## BRIEF
Nothing but a number is wanted here: the count of lines in the data holding the word "CloseOutcome".

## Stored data
━━━━━━━━━━━━━━━━
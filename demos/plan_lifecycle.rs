//! A plan from creation to reopening, against an in-memory store.

use chrono::NaiveDate;
use repayment_engine::config::InterestSettings;
use repayment_engine::core::ids::CaseId;
use repayment_engine::core::plan::{AmortizationMethod, CloseOutcome, InterestTerms, Surcharge};
use repayment_engine::core::rate::{NewInterestRate, RateKind};
use repayment_engine::lifecycle::collaborators::{MemoryHistory, MemoryLedger, MovementKind};
use repayment_engine::lifecycle::plan_service::{
    CloseRequest, CreatePlanRequest, PaymentDetails, PlanLifecycle,
};
use repayment_engine::registry::rate_registry::RateRegistry;
use repayment_engine::store::Database;
use rust_decimal_macros::dec;

fn main() -> Result<(), Box<dyn std::error::Error>> {
    let d = |y, m, day| NaiveDate::from_ymd_opt(y, m, day).unwrap();
    let mut db = Database::open_in_memory()?;

    RateRegistry::new(db.connection()).create(&NewInterestRate {
        kind: RateKind::Moratory,
        percentage: dec!(10.15),
        valid_from: d(2025, 1, 1),
        valid_to: Some(d(2025, 6, 30)),
        reference: "D.Lgs. 231/2002, art. 5".into(),
        note: "reference rate 2.15% + 8 points".into(),
    })?;

    let mut service = PlanLifecycle::new(MemoryLedger::new(), MemoryHistory::new(), InterestSettings::default())
        .with_actor("demo");
    let case = CaseId::new(1001);

    // Moratory rate with the standard surcharge: 10.15 + 4 points.
    let plan = service.create_plan(
        &mut db,
        CreatePlanRequest::new(case, dec!(6000), 6, d(2025, 3, 31))
            .with_interest(
                InterestTerms::Moratory {
                    pre_2013: false,
                    surcharge: Surcharge::Standard,
                },
                AmortizationMethod::French,
            )
            .with_interest_start(d(2025, 2, 1)),
    )?;
    println!(
        "Created plan {} at {}% with {} installments, interest {}",
        plan.id,
        plan.resolved_rate.unwrap_or_default(),
        plan.installments.len(),
        plan.total_interest
    );

    for installment in &plan.installments[..2] {
        service.pay_installment(
            &mut db,
            plan.id,
            installment.id,
            PaymentDetails {
                date: Some(installment.due_date),
                method: Some("transfer".into()),
                ..Default::default()
            },
        )?;
        println!("Paid #{} ({})", installment.sequence_number, installment.amount);
    }

    let stats = service.plan_statistics(&db, plan.id, d(2025, 6, 15))?;
    println!("\n{stats}\n");

    let closed = service.close_plan(&mut db, plan.id, CloseRequest::new(CloseOutcome::Negative).with_note("debtor stopped paying"))?;
    println!(
        "Closed as {} with {} recovered",
        closed.state,
        closed.recovered_amount.unwrap_or_default()
    );

    let reopened = service.reopen_plan(&mut db, plan.id)?;
    println!("Reopened: state {}", reopened.state);

    let ledger = service.ledger();
    println!(
        "\nLedger: {} movements, principal recovered {}, interest recovered {}",
        ledger.len(),
        ledger.total(case, MovementKind::PrincipalRecovery),
        ledger.total(case, MovementKind::InterestRecovery)
    );
    println!("History: {} events", service.history().events().len());
    Ok(())
}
━━━━━━━━━━━━━━━━
## SOLUTION BELOW
2